- Mahmoud Zahar en janvier 2012 dans sa maison de Gaza - Ibraheem Abu Mustafa/Reuters
Le gouvernement du Hamas est aux abois, politiquement et financièrement. Sur le plan militaire, il est difficile d’évaluer la gravité de la situation, même si tout porte à croire que le blocus draconien que lui impose Le Caire – qui s’ajoute à celui maintenu par Israël – a porté un rude coup à ses canaux habituels de ravitaillement en armes et en munitions, qui passaient par les tunnels creusés sous le corridor de Philadelphie, cette frontière entre l’enclave palestinienne et l’Egypte.
L’armée égyptienne a systématiquement détruit ces passages souterrains. Même s’il est probable que le Mouvement de la résistance islamique en a conservé quelques-uns opérationnels, il n’est pas sûr que les armes et les munitions transportées par le cargo Klos-C, arraisonné le 5 mars par la marine israélienne, auraient pu passer au travers des mailles du filet tendu par les militaires égyptiens dans le Sinaï.
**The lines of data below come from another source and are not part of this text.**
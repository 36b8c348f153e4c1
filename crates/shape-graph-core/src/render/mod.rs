//! Scatter plot rendering.
//!
//! Renderers consume coordinate columns only. Edges are optional and off by
//! default.

mod svg;

use serde::{Deserialize, Serialize};

use crate::error::CoreResult;
use crate::graph_linking::KnnEdge;
use crate::types::PointSet;

pub use svg::SvgScatterRenderer;

/// Point positions as x, y, z columns.
#[derive(Debug, Clone, PartialEq, Serialize, Deserialize)]
pub struct ScatterColumns {
    pub x: Vec<f32>,
    pub y: Vec<f32>,
    pub z: Vec<f32>,
}

impl ScatterColumns {
    /// Number of points.
    pub fn len(&self) -> usize {
        self.x.len()
    }

    pub fn is_empty(&self) -> bool {
        self.x.is_empty()
    }
}

impl From<&PointSet> for ScatterColumns {
    fn from(points: &PointSet) -> Self {
        let [x, y, z] = points.columns();
        Self { x, y, z }
    }
}

/// A scatter plot backend.
pub trait ScatterRenderer {
    /// Draw the points, and `edges` if given and the backend supports them.
    fn render(&self, scatter: &ScatterColumns, edges: Option<&[KnnEdge]>) -> CoreResult<()>;
}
A en croire le ministre israélien de la défense, Moshe Yaalon, cette cargaison en provenance d’Iran, semble-t-il, était destinée au Jihad islamique plutôt qu’au Hamas, signe que les relations entre ce mouvement et Téhéran restent marquées par le net refroidissement constaté en 2013. Un des dirigeants du Hamas, Mahmoud Zahar, assure cependant que les différends politiques sont en passe d’être aplanis et que si l’aide financière de l’Iran s’était considérablement réduite, c’était à la suite d’un « problème technique ». Les transferts bancaires avec les banques de Gaza étant impossibles, l’argent devait nécessairement passer, en liquide, par les tunnels.
« AUCUNE LOGIQUE, AUCUNE JUSTIFICATION MORALE »
Dans sa maison étroitement protégée par les combattants des Brigades Ezzedine Al-Qassam, la branche armée du Hamas, Mahmoud Zahar ne cache pas que « la situation est devenue plus tendue et difficile » depuis que le gouvernement égyptien du maréchal Al-Sissi s’évertue à isoler le Hamas, aggravant en cela la situation économique déjà précaire des 1,7 million de Gazaouis.
M. Zahar réfute en bloc les accusations du Caire, notamment celle d’une ingérence dans les affaires intérieures égyptiennes, qui passerait par un soutien militaire aux groupes de bédouins salafistes du Sinaï : « Nous aussi avons eu des problèmes avec les salafistes de Gaza, cela n’aurait aucun sens que nous fournissions des armes à ceux qui sont en Egypte, et celle-ci n’a produit aucune preuve ! », insiste-t-il.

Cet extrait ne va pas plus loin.